DP World gets Fitch stable outlook
Dubai, July 6, 2013
DP World, the world's third-largest port operator, said Fitch Ratings has affirmed its long-term Issuer Default Rating (IDR) at 'BBB-' with a stable outlook.
Fitch has also affirmed the senior unsecured rating at 'BBB-' and the Short-term IDR at 'F3'. The Sukuk unsecured trust certificates issued by DP World Sukuk Limited have been affirmed at 'BBB-', said a statement from the Dubai-based company.
Fitch in its review said DP World's ratings reflect its strong position as one of the largest global container terminal port operators, with a geographically diversified portfolio of assets in key locations and high growth emerging markets.
Leverage is now considered strong in the context of the company's ratings and at levels more appropriate to allow cash flows to fund sizeable capex over the next two years, the ratings agency said.

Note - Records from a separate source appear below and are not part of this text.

//! Runtime configuration.
//!
//! `RuntimeConfig::default()` gives the built-in search path and no
//! location restrictions. `RuntimeConfig::from_env()` layers environment
//! overrides on top:
//!
//! | Variable | Effect |
//! |----------|--------|
//! | `TERN_MODULE_PATH` | directories (platform path-list syntax) searched for bare specifiers before the built-in roots |
//! | `TERN_ALLOWED_ROOTS` | directories (platform path-list syntax) modules may be loaded from |
//! | `TERN_GC_STRESS` | any value but `0` collects at every safepoint |

use crate::uri::ModuleUri;
use tern_heap::HeapConfig;

/// Built-in roots probed for bare specifiers, in order.
pub const DEFAULT_SEARCH_PATH: &[&str] = &[
    "resource:///tern/modules/esm/",
    "resource:///tern/modules/core/",
];

/// Schemes whose hierarchical URIs anchor relative specifiers by default.
pub const DEFAULT_RELATIVE_SCHEMES: &[&str] = &["file", "resource"];

/// Configuration for a [`Context`](crate::Context).
#[derive(Debug, Clone, PartialEq, Eq)]
#[cfg_attr(feature = "serde", derive(serde::Serialize, serde::Deserialize))]
#[cfg_attr(feature = "serde", serde(default))]
pub struct RuntimeConfig {
    /// Collector configuration for the context's heap.
    pub heap: HeapConfig,

    /// Roots that module locations must lie within.
    ///
    /// Empty means unrestricted. When non-empty, the search-path roots are
    /// implicitly allowed as well.
    ///
    /// Default: empty
    pub allowed_roots: Vec<ModuleUri>,

    /// Roots probed, in order, for bare specifiers such as `gettext`.
    ///
    /// Default: [`DEFAULT_SEARCH_PATH`]
    pub search_path: Vec<ModuleUri>,

    /// Schemes whose modules may import `./` and `../` specifiers.
    ///
    /// An embedder that registers a hierarchical scheme of its own adds it
    /// here so modules loaded through it can use relative imports.
    ///
    /// Default: [`DEFAULT_RELATIVE_SCHEMES`]
    pub relative_schemes: Vec<String>,

    /// Maximum nesting of imports issued from within other imports.
    ///
    /// Default: 512
    pub max_import_depth: usize,
}

impl RuntimeConfig {
    /// Default maximum import nesting.
    pub const DEFAULT_MAX_IMPORT_DEPTH: usize = 512;

    /// Default configuration with environment overrides applied.
    pub fn from_env() -> Self {
        Self::from_vars(|name| std::env::var(name).ok())
    }

    /// Default configuration with overrides read through `var`.
    pub fn from_vars(var: impl Fn(&str) -> Option<String>) -> Self {
        let mut config = RuntimeConfig::default();

        if let Some(value) = var("TERN_MODULE_PATH") {
            let mut search_path = directory_uris("TERN_MODULE_PATH", &value);
            search_path.append(&mut config.search_path);
            config.search_path = search_path;
        }

        if let Some(value) = var("TERN_ALLOWED_ROOTS") {
            config
                .allowed_roots
                .extend(directory_uris("TERN_ALLOWED_ROOTS", &value));
        }

        if let Some(value) = var("TERN_GC_STRESS") {
            config.heap.stress = value.trim() != "0";
        }

        tracing::debug!(
            search_path = config.search_path.len(),
            allowed_roots = config.allowed_roots.len(),
            stress = config.heap.stress,
            "runtime configuration loaded"
        );
        config
    }

    /// Whether `location` may be loaded under this configuration.
    pub fn permits(&self, location: &ModuleUri) -> bool {
        self.allowed_roots.is_empty()
            || self
                .allowed_roots
                .iter()
                .chain(&self.search_path)
                .any(|root| location.is_within(root))
    }

    /// Whether modules at `scheme` locations may use relative specifiers.
    pub fn resolves_relative(&self, scheme: &str) -> bool {
        self.relative_schemes
            .iter()
            .any(|allowed| allowed.eq_ignore_ascii_case(scheme))
    }
}

impl Default for RuntimeConfig {
    fn default() -> Self {
        RuntimeConfig {
            heap: HeapConfig::default(),
            allowed_roots: Vec::new(),
            search_path: DEFAULT_SEARCH_PATH
                .iter()
                .filter_map(|root| ModuleUri::parse(root))
                .collect(),
            relative_schemes: DEFAULT_RELATIVE_SCHEMES
                .iter()
                .map(|scheme| (*scheme).to_owned())
                .collect(),
            max_import_depth: Self::DEFAULT_MAX_IMPORT_DEPTH,
        }
    }
}

/// Split a path list and turn each absolute directory into a `file://` URI.
fn directory_uris(variable: &str, value: &str) -> Vec<ModuleUri> {
    std::env::split_paths(value)
        .filter(|path| !path.as_os_str().is_empty())
        .filter_map(|path| {
            let uri = ModuleUri::from_file_path(&path);
            if uri.is_none() {
                tracing::warn!(
                    variable,
                    path = %path.display(),
                    "ignoring entry that is not an absolute directory"
                );
            }
            uri
        })
        .collect()
}

#[cfg(test)]
#[allow(
    clippy::unwrap_used,
    reason = "tests use unwrap to panic on unexpected state"
)]
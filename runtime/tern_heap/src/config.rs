//! Collector configuration.

/// Configuration for a [`Heap`](crate::Heap).
///
/// # Example
///
/// ```text
/// let config = HeapConfig {
///     collect_threshold: 64,
///     ..HeapConfig::default()
/// };
/// ```
#[derive(Debug, Clone, PartialEq, Eq)]
#[cfg_attr(feature = "serde", derive(serde::Serialize, serde::Deserialize))]
#[cfg_attr(feature = "serde", serde(default))]
pub struct HeapConfig {
    /// Number of allocations since the last collection after which the
    /// next safepoint collects.
    ///
    /// Default: 1024
    pub collect_threshold: usize,

    /// Collect at every safepoint regardless of allocation volume.
    ///
    /// Slow, but flushes out references that are held outside a root:
    /// every object moves at every safepoint.
    ///
    /// Default: false
    pub stress: bool,
}

impl HeapConfig {
    /// Default allocation threshold between collections.
    pub const DEFAULT_COLLECT_THRESHOLD: usize = 1024;

    /// Configuration that collects at every safepoint.
    pub fn stress() -> Self {
        HeapConfig {
            stress: true,
            ..HeapConfig::default()
        }
    }
}

impl Default for HeapConfig {
    fn default() -> Self {
        HeapConfig {
            collect_threshold: Self::DEFAULT_COLLECT_THRESHOLD,
            stress: false,
        }
    }
}
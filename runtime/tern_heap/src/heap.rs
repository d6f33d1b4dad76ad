//! The collected heap.
//!
//! Objects live in a single contiguous space addressed from `base`.
//! Allocation appends to the space. Collection marks everything reachable
//! from the supplied roots, copies survivors into a new space whose
//! addresses start past the end of the old one, then forwards every
//! reference held by survivors and roots. Because the new range never
//! overlaps the old one, every survivor changes address at every
//! collection, and a reference that missed forwarding cannot alias a
//! different live object.

use crate::stats::{CollectionStats, HeapStats};
use crate::trace::{RefVisitor, RootProvider, Trace};
use crate::{GcRef, HeapConfig};

/// Address range of one space.
#[derive(Copy, Clone, Debug)]
struct Space {
    base: u64,
    len: usize,
}

impl Space {
    #[inline]
    fn index_of(self, r: GcRef) -> Option<usize> {
        let offset = r.address().checked_sub(self.base)?;
        let index = usize::try_from(offset).ok()?;
        (index < self.len).then_some(index)
    }

    #[inline]
    fn end(self) -> u64 {
        self.base + self.len as u64
    }
}

/// A garbage-collected heap of `T` objects.
///
/// The heap never collects on its own; callers decide when a safepoint
/// has been reached ([`Heap::should_collect`]) and supply the complete
/// root set to [`Heap::collect`].
pub struct Heap<T> {
    objects: Vec<T>,
    base: u64,
    config: HeapConfig,
    stats: HeapStats,
    allocated_since_collection: usize,
}

impl<T: Trace> Heap<T> {
    /// Create an empty heap.
    pub fn new(config: HeapConfig) -> Self {
        Heap {
            objects: Vec::new(),
            base: 0,
            config,
            stats: HeapStats::default(),
            allocated_since_collection: 0,
        }
    }

    /// Allocate `value` and return its address.
    ///
    /// The returned reference is only kept alive and forwarded if it is
    /// reachable from a root by the time the next collection runs.
    pub fn alloc(&mut self, value: T) -> GcRef {
        let r = GcRef::from_address(self.space().end());
        self.objects.push(value);
        self.allocated_since_collection += 1;
        self.stats.objects_allocated += 1;
        r
    }

    /// Look up a live object. Returns `None` for stale or foreign references.
    pub fn get(&self, r: GcRef) -> Option<&T> {
        let index = self.space().index_of(r)?;
        self.objects.get(index)
    }

    /// Mutable variant of [`Heap::get`].
    pub fn get_mut(&mut self, r: GcRef) -> Option<&mut T> {
        let index = self.space().index_of(r)?;
        self.objects.get_mut(index)
    }

    /// Whether `r` addresses an object in the current space.
    pub fn contains(&self, r: GcRef) -> bool {
        self.space().index_of(r).is_some()
    }

    /// Number of objects currently in the heap (live or not yet collected).
    pub fn len(&self) -> usize {
        self.objects.len()
    }

    pub fn is_empty(&self) -> bool {
        self.objects.is_empty()
    }

    pub fn config(&self) -> &HeapConfig {
        &self.config
    }

    pub fn stats(&self) -> &HeapStats {
        &self.stats
    }

    /// Whether a safepoint reached now should collect.
    pub fn should_collect(&self) -> bool {
        self.config.stress || self.allocated_since_collection >= self.config.collect_threshold
    }

    /// Run a full collection.
    ///
    /// `roots` must contain every out-of-heap holder of references. Objects
    /// not reachable from them are dropped; survivors are relocated and all
    /// references offered by survivors and roots are rewritten.
    pub fn collect(&mut self, roots: &mut [&mut dyn RootProvider]) -> CollectionStats {
        let from = self.space();

        // Mark
        let mut marker = Marker {
            space: from,
            marked: vec![false; from.len],
            worklist: Vec::new(),
            stale: 0,
        };
        for provider in roots.iter_mut() {
            provider.trace_roots(&mut marker);
        }
        while let Some(index) = marker.worklist.pop() {
            self.objects[index].trace(&mut marker);
        }

        // Copy survivors into a fresh address range
        let to_base = from.end();
        let mut forwarding: Vec<Option<GcRef>> = vec![None; from.len];
        let mut survivors = Vec::with_capacity(marker.marked.iter().filter(|m| **m).count());
        let old_objects = std::mem::take(&mut self.objects);
        for (index, (object, live)) in old_objects.into_iter().zip(&marker.marked).enumerate() {
            if *live {
                forwarding[index] = Some(GcRef::from_address(to_base + survivors.len() as u64));
                survivors.push(object);
            }
        }

        let stats = CollectionStats {
            live_before: from.len,
            survivors: survivors.len(),
            freed: from.len - survivors.len(),
            stale_references: marker.stale,
        };

        self.base = to_base;
        self.objects = survivors;

        // Forward references held by survivors and roots
        let mut forwarder = Forwarder {
            from,
            forwarding: &forwarding,
        };
        for object in &mut self.objects {
            object.trace(&mut forwarder);
        }
        for provider in roots.iter_mut() {
            provider.trace_roots(&mut forwarder);
        }

        self.allocated_since_collection = 0;
        self.stats.record(&stats);

        if stats.stale_references > 0 {
            tracing::warn!(
                stale = stats.stale_references,
                "collection saw references outside the current space"
            );
        }
        tracing::debug!(
            live_before = stats.live_before,
            survivors = stats.survivors,
            freed = stats.freed,
            base = to_base,
            "collection finished"
        );

        stats
    }

    #[inline]
    fn space(&self) -> Space {
        Space {
            base: self.base,
            len: self.objects.len(),
        }
    }
}

/// Mark-phase visitor: records reachable slots, never rewrites.
struct Marker {
    space: Space,
    marked: Vec<bool>,
    worklist: Vec<usize>,
    stale: usize,
}

impl RefVisitor for Marker {
    fn visit(&mut self, slot: &mut GcRef) {
        match self.space.index_of(*slot) {
            Some(index) => {
                if !self.marked[index] {
                    self.marked[index] = true;
                    self.worklist.push(index);
                }
            }
            None => self.stale += 1,
        }
    }
}

/// Forward-phase visitor: rewrites old-space addresses to new ones.
struct Forwarder<'a> {
    from: Space,
    forwarding: &'a [Option<GcRef>],
}

impl RefVisitor for Forwarder<'_> {
    fn visit(&mut self, slot: &mut GcRef) {
        if let Some(index) = self.from.index_of(*slot) {
            if let Some(new) = self.forwarding[index] {
                *slot = new;
            }
        }
    }
}
//! The evaluator seam.
//!
//! The resolver knows nothing about the scripting language. It hands the
//! loaded bytes to a [`ModuleEvaluator`], which compiles them, allocates
//! the module object in the context's heap, and later runs top-level code.

use crate::context::Context;
use crate::errors::EvaluationError;
use crate::id::ModuleId;
use crate::uri::ModuleUri;
use std::rc::Rc;
use tern_heap::GcRef;

/// The scope an import is requested from.
///
/// Carries the importing module's identifier and location rather than its
/// object: both stay valid across collections, a `GcRef` does not.
#[derive(Clone, Debug, Default, PartialEq, Eq)]
pub struct ImportScope {
    importer: Option<ModuleId>,
    location: Option<ModuleUri>,
}

impl ImportScope {
    /// Scope of an import issued by the embedder, outside any module.
    pub fn top_level() -> Self {
        Self::default()
    }

    /// Scope of an import issued by the module registered as `importer`.
    ///
    /// Relative specifiers resolve against `location`. When it is `None`
    /// the importer's module object is consulted instead, which only works
    /// once the importer has been published.
    pub fn module(importer: ModuleId, location: Option<ModuleUri>) -> Self {
        ImportScope {
            importer: Some(importer),
            location,
        }
    }

    pub fn importer(&self) -> Option<&ModuleId> {
        self.importer.as_ref()
    }

    pub fn location(&self) -> Option<&ModuleUri> {
        self.location.as_ref()
    }
}

/// Source bytes of a module about to be compiled.
#[derive(Clone, Copy, Debug)]
pub struct SourceText<'a> {
    pub id: &'a ModuleId,
    pub location: &'a ModuleUri,
    pub bytes: &'a [u8],
}

impl SourceText<'_> {
    /// The source as UTF-8, if it is valid UTF-8.
    pub fn as_str(&self) -> Option<&str> {
        std::str::from_utf8(self.bytes).ok()
    }
}

/// Compiles and runs modules on behalf of the resolver.
///
/// Both steps receive the context mutably so they can allocate, root
/// temporaries, and import further modules. Any `GcRef` held on the Rust
/// stack across such a nested import must be rooted with
/// [`Context::root`] first; the nested import may collect.
pub trait ModuleEvaluator {
    /// Compile `source` and allocate its module object.
    ///
    /// The returned object is published in the registry before
    /// [`evaluate`](Self::evaluate) runs, so cyclic imports made from top-level
    /// code observe it.
    fn compile_and_instantiate(
        &self,
        cx: &mut Context,
        source: &SourceText<'_>,
        scope: &ImportScope,
    ) -> Result<GcRef, EvaluationError>;

    /// Run the module's top-level code.
    ///
    /// On error the registry entry is withdrawn and the import fails. The
    /// default does nothing, for evaluators that run everything during
    /// instantiation.
    fn evaluate(
        &self,
        _cx: &mut Context,
        _id: &ModuleId,
        _module: GcRef,
    ) -> Result<(), EvaluationError> {
        Ok(())
    }
}

impl<E: ModuleEvaluator + ?Sized> ModuleEvaluator for Rc<E> {
    fn compile_and_instantiate(
        &self,
        cx: &mut Context,
        source: &SourceText<'_>,
        scope: &ImportScope,
    ) -> Result<GcRef, EvaluationError> {
        (**self).compile_and_instantiate(cx, source, scope)
    }

    fn evaluate(
        &self,
        cx: &mut Context,
        id: &ModuleId,
        module: GcRef,
    ) -> Result<(), EvaluationError> {
        (**self).evaluate(cx, id, module)
    }
}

Headroom should also enable DP World to weather challenging macro conditions, which have recently led to volume declines in DP World's key markets, it added.
DP World is one of the four largest global container port operators in terms of throughput. Its global market share remains at around 10 per cent (5.6 per cent on a consolidated basis) and the company has a dominant market share in the Middle East owing to its operation of Jebel Ali port in Dubai.
While throughput and EBITDA is concentrated in the UAE, DP World is considered geographically well-diversified relative to peers with a focus on high-growth emerging markets, important in an export-driven, albeit cyclical industry, said the ratings agency.
Most recently, exposure to DP World's Americas and Australia businesses have partially offset the volume declines witnessed in the UAE region.
DP World continues to plan capex of $3.7 billion in FY12- FY14 as part of its growth and expansion strategy of which $3 billion is planned in FY13 and FY14.
This investment will allow it to expand existing terminals including Jebel Ali ($850 million) and build new developments such as London Gateway ($1.6 billion).
However, while some concessions require certain levels of capex spending, DP World retains control over timing and consequently has some flexibility to defer investments, particularly where capex relates to a terminal's superstructure such as cranes, said the ratings agency.
According to Fitch, the strong liquidity, combined with good operating cashflows forecast in the near-term despite some forecasted declines in volumes, ensure there is adequate funding of capex over the next two years.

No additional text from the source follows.